Ma dobbiamo gestirla in modo intelligente e graduale, perché non possiamo sottovalutare il fatto che oggi il 41% della nostra manodopera diretta è impiegata nella produzione di auto a combustione interna e dei loro motori, e che, come ben visibile anche ad un occhio meno esperto, i veicoli elettrici sono costituiti da meno componenti e da una tecnologia meno complessa.
Nel percorso che ci accingiamo ad intraprendere, occorre innanzitutto prevedere un supporto per lo shifting tecnologico delle aziende legate alla produzione di soli componenti per le motorizzazioni tradizionali. Bisogna individuare i «vuoti» della filiera per sviluppare in Italia attività manifatturiere legate all’elettrificazione e ai servizi di mobilità. Ed infine, dobbiamo valorizzare le competenze che la nostra filiera ha già sviluppato. Cito solo le eccellenze che già abbiamo nello sviluppo di motori elettrici per auto supersportive, nella produzione di inverter e sistemi di controllo potenza, statori e rotori, o nei sistemi di monitoraggio attivo delle
batterie. Sull’altra grande sfida globale che il nostro settore deve affrontare, concedetemi con orgoglio di ritornare per un momento all’Assemblea ANFIA dello scorso anno, nella quale avevamo lanciato l’idea “Borgo 4.0”.
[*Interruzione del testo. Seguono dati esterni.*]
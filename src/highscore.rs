//! Persisted best-score scalar
//!
//! Stored in LocalStorage as a bare stringified number; absent or unparsable
//! values fall back to zero.

/// The best completed-run score seen on this browser
#[derive(Debug, Clone, Copy, Default, PartialEq)]
pub struct HighScore {
    pub points: f64,
}

impl HighScore {
    /// LocalStorage key (used only in wasm32)
    #[allow(dead_code)]
    const STORAGE_KEY: &'static str = "speaker_cam_highscore";

    /// Offer a completed run's score. Keeps the larger value; returns `true`
    /// when the record was beaten (caller should persist).
    pub fn record(&mut self, score: f64) -> bool {
        if score > self.points {
            self.points = score;
            true
        } else {
            false
        }
    }

    /// Load the high score from LocalStorage (WASM only)
    #[cfg(target_arch = "wasm32")]
    pub fn load() -> Self {
        let storage = web_sys::window()
            .and_then(|w| w.local_storage().ok())
            .flatten();

        if let Some(storage) = storage {
            if let Ok(Some(raw)) = storage.get_item(Self::STORAGE_KEY) {
                if let Ok(points) = raw.parse::<f64>() {
                    log::info!("Loaded high score: {}", points.floor());
                    return Self {
                        points: points.max(0.0),
                    };
                }
                log::warn!("Stored high score unparsable, starting from 0");
            }
        }

        Self::default()
    }

    /// Save the high score to LocalStorage (WASM only)
    #[cfg(target_arch = "wasm32")]
    pub fn save(&self) {
        let storage = web_sys::window()
            .and_then(|w| w.local_storage().ok())
            .flatten();

        if let Some(storage) = storage {
            let _ = storage.set_item(Self::STORAGE_KEY, &self.points.to_string());
            log::info!("High score saved: {}", self.points.floor());
        }
    }

    /// Native stubs
    #[cfg(not(target_arch = "wasm32"))]
    pub fn load() -> Self {
        Self::default()
    }

    #[cfg(not(target_arch = "wasm32"))]
    pub fn save(&self) {
        // No-op for native
    }
}
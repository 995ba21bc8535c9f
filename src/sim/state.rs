//! Game state and core simulation types
//!
//! One explicit record holds everything the simulation mutates; the platform
//! layer observes it and never reaches around it.

use glam::Vec2;
use rand::{Rng, SeedableRng};
use rand_pcg::Pcg32;

use super::rect::Rect;
use crate::consts::*;

/// Current phase of gameplay
#[derive(Debug, Clone, Copy, PartialEq, Eq)]
pub enum GamePhase {
    /// Active gameplay
    Playing,
    /// Run ended; only an explicit reset leaves this state
    GameOver,
}

/// Fixed bounding rectangle for the whole scene
#[derive(Debug, Clone, Copy)]
pub struct Playfield {
    pub width: f32,
    pub height: f32,
}

/// The bouncing sprite the player must keep in frame
#[derive(Debug, Clone, Copy)]
pub struct Speaker {
    pub rect: Rect,
    /// Units per tick, per axis
    pub vel: Vec2,
}

/// Complete game state, mutated only by [`tick`](super::tick::tick)
#[derive(Debug, Clone)]
pub struct GameState {
    /// Run seed for reproducibility
    pub seed: u64,
    rng: Pcg32,
    pub playfield: Playfield,
    /// Player-controlled camera frame; size is fixed, position is panned
    pub frame: Rect,
    pub speaker: Speaker,
    pub lives: u8,
    pub score: f64,
    pub phase: GamePhase,
    /// Simulation clock in milliseconds, advanced by the tick itself
    pub time_ms: f64,
    /// When the next random velocity resample is due
    pub next_direction_change_at: f64,
    /// Set on each life loss; `None` until the first one
    pub last_life_lost_at: Option<f64>,
}

impl GameState {
    /// Create a fresh run: frame and speaker centered, full lives, zero score,
    /// speaker velocity seeded and the first resample scheduled.
    pub fn new(seed: u64) -> Self {
        let playfield = Playfield {
            width: PLAYFIELD_WIDTH,
            height: PLAYFIELD_HEIGHT,
        };
        let mut state = Self {
            seed,
            rng: Pcg32::seed_from_u64(seed),
            playfield,
            frame: Rect::centered_in(FRAME_WIDTH, FRAME_HEIGHT, playfield.width, playfield.height),
            speaker: Speaker {
                rect: Rect::centered_in(
                    SPEAKER_WIDTH,
                    SPEAKER_HEIGHT,
                    playfield.width,
                    playfield.height,
                ),
                vel: Vec2::ZERO,
            },
            lives: TOTAL_LIVES,
            score: 0.0,
            phase: GamePhase::Playing,
            time_ms: 0.0,
            next_direction_change_at: 0.0,
            last_life_lost_at: None,
        };
        state.resample_velocity();
        state.schedule_direction_change();
        state
    }

    /// Redraw both velocity components: uniform magnitude in
    /// `[SPEAKER_MIN_SPEED, SPEAKER_MAX_SPEED)`, equiprobable sign, per axis.
    pub fn resample_velocity(&mut self) {
        let x = random_component(&mut self.rng);
        let y = random_component(&mut self.rng);
        self.speaker.vel = Vec2::new(x, y);
    }

    /// Schedule the next resample a random interval from now
    pub fn schedule_direction_change(&mut self) {
        let delay = self
            .rng
            .random_range(DIRECTION_CHANGE_MIN_MS..DIRECTION_CHANGE_MAX_MS);
        self.next_direction_change_at = self.time_ms + delay;
    }

    /// Within the post-life-loss window during which no further life is lost
    pub fn invincible(&self) -> bool {
        self.last_life_lost_at
            .is_some_and(|t| self.time_ms - t < INVINCIBLE_PERIOD_MS)
    }

    /// Alternates every [`FLASH_INTERVAL_MS`] while invincible; the renderer
    /// maps `true` to the alternate outline color.
    pub fn flash_on(&self) -> bool {
        match self.last_life_lost_at {
            Some(t) if self.time_ms - t < INVINCIBLE_PERIOD_MS => {
                ((self.time_ms - t) / FLASH_INTERVAL_MS) as u64 % 2 == 1
            }
            _ => false,
        }
    }
}

fn random_component(rng: &mut Pcg32) -> f32 {
    let magnitude = rng.random_range(SPEAKER_MIN_SPEED..SPEAKER_MAX_SPEED);
    if rng.random_bool(0.5) {
        magnitude
    } else {
        -magnitude
    }
}

#[cfg(test)]
mod tests {
    use super::*;

    #[test]
    fn test_new_state_initial_layout() {
        let state = GameState::new(7);
        assert_eq!(state.lives, TOTAL_LIVES);
        assert_eq!(state.score, 0.0);
        assert_eq!(state.phase, GamePhase::Playing);
        assert_eq!(state.frame.x, 250.0);
        assert_eq!(state.frame.y, 200.0);
        assert_eq!(state.speaker.rect.x, 350.0);
        assert_eq!(state.speaker.rect.y, 200.0);
        assert!(state.last_life_lost_at.is_none());
        assert!(!state.invincible());
    }

    #[test]
    fn test_velocity_within_bounds() {
        for seed in 0..50 {
            let mut state = GameState::new(seed);
            for _ in 0..10 {
                state.resample_velocity();
                for component in [state.speaker.vel.x, state.speaker.vel.y] {
                    let mag = component.abs();
                    assert!(
                        (SPEAKER_MIN_SPEED..SPEAKER_MAX_SPEED).contains(&mag),
                        "magnitude {mag} out of bounds for seed {seed}"
                    );
                }
            }
        }
    }

    #[test]
    fn test_schedule_window() {
        let mut state = GameState::new(3);
        state.time_ms = 10_000.0;
        for _ in 0..50 {
            state.schedule_direction_change();
            let delay = state.next_direction_change_at - state.time_ms;
            assert!((DIRECTION_CHANGE_MIN_MS..DIRECTION_CHANGE_MAX_MS).contains(&delay));
        }
    }

    #[test]
    fn test_same_seed_same_run() {
        let a = GameState::new(42);
        let b = GameState::new(42);
        assert_eq!(a.speaker.vel, b.speaker.vel);
        assert_eq!(a.next_direction_change_at, b.next_direction_change_at);
    }

    #[test]
    fn test_flash_alternates_within_window() {
        let mut state = GameState::new(1);
        state.time_ms = 5000.0;
        state.last_life_lost_at = Some(5000.0);

        state.time_ms = 5100.0; // first interval
        assert!(!state.flash_on());
        state.time_ms = 5300.0; // second interval
        assert!(state.flash_on());
        state.time_ms = 5500.0;
        assert!(!state.flash_on());

        state.time_ms = 5000.0 + INVINCIBLE_PERIOD_MS + 1.0;
        assert!(!state.flash_on());
        assert!(!state.invincible());
    }
}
Abbiamo lavorato intensamente per dimostrare la bontà e l’unicità della nostra idea: sperimentare in ambiente reale le tecnologie legate allo sviluppo delle nuove forme di mobilità autonoma, connessa e sostenibile, creando il primo esempio in Italia di laboratorio di sperimentazione tecnologica in diversi campi applicativi complementari.
Abbiamo finalmente l’opportunità di realizzare il progetto partecipando al programma “Campania 2020 – Mobilità sostenibile e sicura”, per il quale la Regione ha stanziato 50 milioni di Euro di risorse POR FESR 2014/2020 per supportare attività di innovazione delle filiere di eccellenza.
L’auspicio di ANFIA e degli altri promotori è che la filiera automotive, lavorando sinergicamente con il mondo accademico e con le istituzioni, sia fautrice di un nuovo umanesimo e leader della realizzazione di questo grande progetto, che, con le sue ricadute scientifiche, tecnologiche ed
occupazionali, porterà innovazione e competitività.

Abbiamo organizzato l’assemblea di oggi per confrontarci con il Governo sul futuro della mobilità e della nostra industria, spero che queste riflessioni siano state in grado di mostrare chi siamo e che cosa ci aspetta.
A malincuore stiamo assistendo al depotenziamento di misure importanti come l’iperammortamento e, addirittura, alla perdita del superammortamento e del credito d’imposta per ricerca e innovazione, strumenti che riteniamo fondamentali per il rilancio del settore industriale.
Ma siamo ottimisti. Con serena propositività, lasciamo al Governo le nostre prime proposte di politica industriale, con l’augurio di poterle sviluppare insieme per vincere le sfide tecnologiche e normative del settore.”